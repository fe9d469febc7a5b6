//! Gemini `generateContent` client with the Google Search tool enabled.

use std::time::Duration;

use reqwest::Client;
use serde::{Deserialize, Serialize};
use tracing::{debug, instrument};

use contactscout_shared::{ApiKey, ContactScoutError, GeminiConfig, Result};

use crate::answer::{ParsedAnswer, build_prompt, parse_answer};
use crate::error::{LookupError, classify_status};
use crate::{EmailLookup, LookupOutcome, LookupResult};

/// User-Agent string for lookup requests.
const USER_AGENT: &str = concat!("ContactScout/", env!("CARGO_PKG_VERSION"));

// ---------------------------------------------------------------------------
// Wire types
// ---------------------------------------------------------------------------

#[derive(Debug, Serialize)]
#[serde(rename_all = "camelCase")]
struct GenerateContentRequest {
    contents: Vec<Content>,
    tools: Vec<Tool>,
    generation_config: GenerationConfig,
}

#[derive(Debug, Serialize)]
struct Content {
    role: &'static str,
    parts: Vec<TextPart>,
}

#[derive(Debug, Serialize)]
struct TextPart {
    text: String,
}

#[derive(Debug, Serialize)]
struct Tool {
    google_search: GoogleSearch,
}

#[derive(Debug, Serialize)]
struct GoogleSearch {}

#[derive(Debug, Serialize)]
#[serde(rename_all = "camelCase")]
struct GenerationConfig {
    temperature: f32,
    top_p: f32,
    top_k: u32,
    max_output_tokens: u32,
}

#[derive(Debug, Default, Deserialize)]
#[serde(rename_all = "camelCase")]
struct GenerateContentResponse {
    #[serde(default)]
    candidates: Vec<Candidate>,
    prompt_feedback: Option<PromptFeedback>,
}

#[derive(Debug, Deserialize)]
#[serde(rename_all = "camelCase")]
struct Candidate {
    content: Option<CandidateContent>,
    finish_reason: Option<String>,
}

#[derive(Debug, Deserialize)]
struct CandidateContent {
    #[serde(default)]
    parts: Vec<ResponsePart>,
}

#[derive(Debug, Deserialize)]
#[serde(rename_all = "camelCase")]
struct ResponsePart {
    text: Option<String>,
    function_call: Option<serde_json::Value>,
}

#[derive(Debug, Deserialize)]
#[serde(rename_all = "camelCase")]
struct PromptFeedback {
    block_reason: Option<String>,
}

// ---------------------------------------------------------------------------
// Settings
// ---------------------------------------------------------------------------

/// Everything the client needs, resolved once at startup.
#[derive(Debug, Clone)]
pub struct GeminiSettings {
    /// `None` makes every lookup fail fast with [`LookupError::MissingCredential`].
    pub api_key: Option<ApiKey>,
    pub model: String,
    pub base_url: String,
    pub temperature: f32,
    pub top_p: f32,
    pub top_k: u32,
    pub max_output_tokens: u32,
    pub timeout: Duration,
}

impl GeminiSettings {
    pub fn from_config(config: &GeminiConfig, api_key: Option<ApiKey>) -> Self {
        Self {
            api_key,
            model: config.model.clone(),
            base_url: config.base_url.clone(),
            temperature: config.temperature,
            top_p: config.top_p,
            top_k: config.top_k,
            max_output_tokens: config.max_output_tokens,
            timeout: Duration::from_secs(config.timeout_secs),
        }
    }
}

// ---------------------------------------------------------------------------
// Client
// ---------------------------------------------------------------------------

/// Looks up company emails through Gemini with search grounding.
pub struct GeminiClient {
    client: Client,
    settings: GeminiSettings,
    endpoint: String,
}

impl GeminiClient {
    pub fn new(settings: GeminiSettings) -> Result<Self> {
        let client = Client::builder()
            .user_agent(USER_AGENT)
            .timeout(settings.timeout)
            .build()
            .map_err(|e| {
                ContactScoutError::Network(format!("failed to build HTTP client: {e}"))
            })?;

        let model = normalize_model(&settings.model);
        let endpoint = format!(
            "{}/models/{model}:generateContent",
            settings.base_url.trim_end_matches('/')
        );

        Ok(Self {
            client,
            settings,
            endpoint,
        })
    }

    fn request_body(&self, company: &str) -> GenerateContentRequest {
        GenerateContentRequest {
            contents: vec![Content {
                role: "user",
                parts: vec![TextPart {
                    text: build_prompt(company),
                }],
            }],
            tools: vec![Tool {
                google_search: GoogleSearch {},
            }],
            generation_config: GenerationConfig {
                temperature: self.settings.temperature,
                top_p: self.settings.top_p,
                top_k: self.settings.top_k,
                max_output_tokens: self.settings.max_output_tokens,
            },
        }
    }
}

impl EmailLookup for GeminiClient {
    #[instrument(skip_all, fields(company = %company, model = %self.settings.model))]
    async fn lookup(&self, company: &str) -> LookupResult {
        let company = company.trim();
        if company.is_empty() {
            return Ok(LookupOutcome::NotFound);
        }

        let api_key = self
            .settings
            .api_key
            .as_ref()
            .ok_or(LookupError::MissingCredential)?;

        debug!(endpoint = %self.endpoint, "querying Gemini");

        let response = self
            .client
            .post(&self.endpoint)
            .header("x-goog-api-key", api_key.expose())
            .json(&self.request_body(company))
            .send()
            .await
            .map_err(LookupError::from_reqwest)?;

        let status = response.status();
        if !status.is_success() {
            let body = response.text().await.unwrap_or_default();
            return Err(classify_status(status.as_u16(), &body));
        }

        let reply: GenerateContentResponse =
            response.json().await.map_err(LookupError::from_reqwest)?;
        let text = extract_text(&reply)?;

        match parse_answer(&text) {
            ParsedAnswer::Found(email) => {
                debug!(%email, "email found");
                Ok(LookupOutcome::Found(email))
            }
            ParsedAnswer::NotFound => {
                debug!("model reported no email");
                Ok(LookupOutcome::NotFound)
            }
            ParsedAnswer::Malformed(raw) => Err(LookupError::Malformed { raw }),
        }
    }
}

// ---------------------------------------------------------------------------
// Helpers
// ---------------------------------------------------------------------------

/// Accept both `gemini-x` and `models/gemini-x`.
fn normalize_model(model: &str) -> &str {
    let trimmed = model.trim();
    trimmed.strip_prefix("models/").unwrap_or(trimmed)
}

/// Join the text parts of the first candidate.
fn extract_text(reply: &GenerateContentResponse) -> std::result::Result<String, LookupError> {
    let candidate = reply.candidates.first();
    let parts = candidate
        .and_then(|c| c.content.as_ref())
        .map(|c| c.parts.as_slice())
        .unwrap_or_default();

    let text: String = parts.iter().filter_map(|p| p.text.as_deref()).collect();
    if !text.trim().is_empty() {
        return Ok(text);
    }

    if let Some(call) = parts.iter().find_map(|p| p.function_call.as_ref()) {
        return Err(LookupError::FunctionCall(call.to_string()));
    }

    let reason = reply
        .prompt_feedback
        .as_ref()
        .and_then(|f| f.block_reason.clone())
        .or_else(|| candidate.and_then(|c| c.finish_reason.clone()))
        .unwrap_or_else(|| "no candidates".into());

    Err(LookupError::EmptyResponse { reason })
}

◆ Work instructions
In the records above, find each line that holds the word "instrument"; copy all such lines.

◆ Answer to this task
use tracing::{debug, instrument};
    #[instrument(skip_all, fields(company = %company, model = %self.settings.model))]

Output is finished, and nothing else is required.